◆ Exercise data:
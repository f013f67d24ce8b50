//! HTTP server tests.
//!
//! Spins up the real router on a random local port and exercises the
//! endpoints with a real HTTP client, using a stubbed fetcher so no
//! network access to GitHub is needed.

use std::sync::Arc;

use async_trait::async_trait;

use prlens::config::RulesConfig;
use prlens::github::{FetchError, PullRequestFetcher};
use prlens::models::ChangedFile;
use prlens::review::ReviewEngine;
use prlens::server::{build_router, AppState};

struct StubFetcher {
    result: Result<Vec<ChangedFile>, &'static str>,
}

#[async_trait]
impl PullRequestFetcher for StubFetcher {
    async fn fetch_pr_files(
        &self,
        _owner: &str,
        _repo: &str,
        _pr_number: u64,
    ) -> Result<Vec<ChangedFile>, FetchError> {
        match &self.result {
            Ok(files) => Ok(files.clone()),
            Err(kind) if *kind == "not_found" => Err(FetchError::NotFound),
            Err(other) => Err(FetchError::Upstream((*other).to_string())),
        }
    }
}

/// Serve the router on a random port and return its base URL.
async fn spawn_server(fetcher: StubFetcher) -> String {
    let state = Arc::new(AppState {
        engine: ReviewEngine::new(&RulesConfig::default(), None),
        fetcher: Arc::new(fetcher),
    });

    let listener = tokio::net::TcpListener::bind("127.0.0.1:0").await.unwrap();
    let addr = listener.local_addr().unwrap();

    tokio::spawn(async move {
        axum::serve(listener, build_router(state)).await.unwrap();
    });

    format!("http://{addr}")
}

#[tokio::test]
async fn healthz_reports_ok() {
    let base = spawn_server(StubFetcher { result: Ok(Vec::new()) }).await;

    let response = reqwest::get(format!("{base}/healthz")).await.unwrap();
    assert_eq!(response.status(), 200);

    let body: serde_json::Value = response.json().await.unwrap();
    assert_eq!(body["status"], "ok");
    assert!(body["version"].is_string());
}

#[tokio::test]
async fn review_returns_report_json() {
    let files = vec![ChangedFile::from_patch(
        "app.py",
        "@@ -1,0 +1,2 @@\n+result = eval(user_input)\n+password = \"abc123\"\n",
    )];
    let base = spawn_server(StubFetcher { result: Ok(files) }).await;

    let response = reqwest::Client::new()
        .post(format!("{base}/review"))
        .json(&serde_json::json!({
            "repo_owner": "octocat",
            "repo_name": "demo",
            "pr_number": 1,
            "natural_language": true,
            "inline": true,
        }))
        .send()
        .await
        .unwrap();
    assert_eq!(response.status(), 200);

    let body: serde_json::Value = response.json().await.unwrap();
    assert_eq!(body["score"], 70);
    assert_eq!(body["issues"].as_array().unwrap().len(), 2);
    assert_eq!(body["issues"][0]["kind"], "security_smell");
    assert_eq!(body["issues"][1]["kind"], "hardcoded_secret");
    assert_eq!(body["inline_comments"].as_array().unwrap().len(), 2);
    assert!(body["summary"].as_str().unwrap().contains("Score: 70/100"));
}

#[tokio::test]
async fn review_of_missing_pr_returns_404_error_body() {
    let base = spawn_server(StubFetcher { result: Err("not_found") }).await;

    let response = reqwest::Client::new()
        .post(format!("{base}/review"))
        .json(&serde_json::json!({
            "repo_owner": "octocat",
            "repo_name": "demo",
            "pr_number": 999,
        }))
        .send()
        .await
        .unwrap();
    assert_eq!(response.status(), 404);

    let body: serde_json::Value = response.json().await.unwrap();
    assert_eq!(body["error"], "not_found");
    assert!(body["message"].is_string());
}

#[tokio::test]
async fn invalid_request_returns_400() {
    let base = spawn_server(StubFetcher { result: Ok(Vec::new()) }).await;

    let response = reqwest::Client::new()
        .post(format!("{base}/review"))
        .json(&serde_json::json!({
            "repo_owner": "",
            "repo_name": "demo",
            "pr_number": 1,
        }))
        .send()
        .await
        .unwrap();
    assert_eq!(response.status(), 400);

    let body: serde_json::Value = response.json().await.unwrap();
    assert_eq!(body["error"], "validation_error");
}

#[tokio::test]
async fn upstream_failure_returns_502() {
    let base = spawn_server(StubFetcher { result: Err("rate limited") }).await;

    let response = reqwest::Client::new()
        .post(format!("{base}/review"))
        .json(&serde_json::json!({
            "repo_owner": "octocat",
            "repo_name": "demo",
            "pr_number": 1,
        }))
        .send()
        .await
        .unwrap();
    assert_eq!(response.status(), 502);

    let body: serde_json::Value = response.json().await.unwrap();
    assert_eq!(body["error"], "upstream_error");
}
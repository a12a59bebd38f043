//! Data-access boundary between the console's services and the backend.
//!
//! Services depend only on the reader/writer traits here; the production
//! collaborator is the REST backend, while [`memory::InMemoryRepository`]
//! backs tests and embedded use.

use crate::domain::category::{Category, NewCategory};
use crate::domain::customer::Customer;
use crate::domain::product::{Product, ProductPayload};
use crate::domain::types::{
    CategoryId, CategoryName, CustomerId, CustomerStatus, ProductId, ProductStatus,
};
use crate::pagination::Pagination;

pub mod errors;
pub mod memory;

use errors::RepositoryResult;

/// Query parameters for listing categories.
#[derive(Debug, Clone, Default)]
pub struct CategoryListQuery {
    /// Include soft-deleted records.
    pub include_deleted: bool,
    /// Case-insensitive name match.
    pub search: Option<String>,
    /// Pagination parameters; `None` fetches the full list, which the
    /// product editor needs for tree construction.
    pub pagination: Option<Pagination>,
}

impl CategoryListQuery {
    pub fn new() -> Self {
        Self::default()
    }

    pub fn include_deleted(mut self) -> Self {
        self.include_deleted = true;
        self
    }

    pub fn search(mut self, search: impl Into<String>) -> Self {
        self.search = Some(search.into());
        self
    }

    pub fn paginate(mut self, page: usize, per_page: usize) -> Self {
        self.pagination = Some(Pagination::new(page, per_page));
        self
    }
}

/// Query parameters used when listing or searching products.
#[derive(Debug, Clone, Default)]
pub struct ProductListQuery {
    /// Case-insensitive match against name and SKU.
    pub search: Option<String>,
    pub status: Option<ProductStatus>,
    /// Restrict to products filed under this category.
    pub category_id: Option<CategoryId>,
    pub pagination: Option<Pagination>,
}

impl ProductListQuery {
    pub fn search(mut self, search: impl Into<String>) -> Self {
        self.search = Some(search.into());
        self
    }

    pub fn status(mut self, status: ProductStatus) -> Self {
        self.status = Some(status);
        self
    }

    pub fn category(mut self, category_id: CategoryId) -> Self {
        self.category_id = Some(category_id);
        self
    }

    pub fn paginate(mut self, page: usize, per_page: usize) -> Self {
        self.pagination = Some(Pagination::new(page, per_page));
        self
    }
}

/// Query parameters for the customer administration table.
#[derive(Debug, Clone, Default)]
pub struct CustomerListQuery {
    /// Case-insensitive match against name, username and email.
    pub keyword: Option<String>,
    pub status: Option<CustomerStatus>,
    pub pagination: Option<Pagination>,
}

impl CustomerListQuery {
    pub fn keyword(mut self, keyword: impl Into<String>) -> Self {
        self.keyword = Some(keyword.into());
        self
    }

    pub fn status(mut self, status: CustomerStatus) -> Self {
        self.status = Some(status);
        self
    }

    pub fn paginate(mut self, page: usize, per_page: usize) -> Self {
        self.pagination = Some(Pagination::new(page, per_page));
        self
    }
}

/// Read-only operations for category entities.
pub trait CategoryReader {
    /// List categories using the supplied query options. Returns the total
    /// match count alongside the (possibly paged) items, preserving the
    /// backend's record order.
    fn list_categories(&self, query: CategoryListQuery)
    -> RepositoryResult<(usize, Vec<Category>)>;
    /// Retrieve a category by its identifier, soft-deleted ones included.
    fn get_category_by_id(&self, id: CategoryId) -> RepositoryResult<Option<Category>>;
}

/// Write operations for category entities.
pub trait CategoryWriter {
    /// Persist a new category, returning the stored record.
    fn create_category(&self, category: &NewCategory) -> RepositoryResult<Category>;
    /// Update name, description and parent reference.
    fn update_category(
        &self,
        id: CategoryId,
        name: &CategoryName,
        description: Option<&str>,
        parent_id: Option<CategoryId>,
    ) -> RepositoryResult<usize>;
    /// Soft delete: the record stays addressable and restorable.
    fn delete_category(&self, id: CategoryId) -> RepositoryResult<usize>;
    /// Clear a previous soft delete.
    fn restore_category(&self, id: CategoryId) -> RepositoryResult<usize>;
    /// Remove the record permanently.
    fn hard_delete_category(&self, id: CategoryId) -> RepositoryResult<usize>;
}

/// Read-only operations for product entities.
pub trait ProductReader {
    /// List products matching the supplied query parameters.
    fn list_products(&self, query: ProductListQuery) -> RepositoryResult<(usize, Vec<Product>)>;
    /// Retrieve a product by its identifier.
    fn get_product_by_id(&self, id: ProductId) -> RepositoryResult<Option<Product>>;
}

/// Write operations for product entities.
///
/// SKU uniqueness is enforced here; violations surface as
/// [`errors::RepositoryError::Conflict`].
pub trait ProductWriter {
    fn create_product(&self, payload: &ProductPayload) -> RepositoryResult<Product>;
    fn update_product(&self, id: ProductId, payload: &ProductPayload) -> RepositoryResult<usize>;
}

/// Read-only operations for customer accounts.
pub trait CustomerReader {
    fn list_customers(&self, query: CustomerListQuery)
    -> RepositoryResult<(usize, Vec<Customer>)>;
    fn get_customer_by_id(&self, id: CustomerId) -> RepositoryResult<Option<Customer>>;
}

/// The only customer mutations the back office performs.
pub trait CustomerWriter {
    fn block_customer(&self, id: CustomerId) -> RepositoryResult<usize>;
    fn unblock_customer(&self, id: CustomerId) -> RepositoryResult<usize>;
}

◆ Task description: Where does the word "NewCategory" occur in the records? Return every line that holds it.

◆ Answer to this exercise:
use crate::domain::category::{Category, NewCategory};
    fn create_category(&self, category: &NewCategory) -> RepositoryResult<Category>;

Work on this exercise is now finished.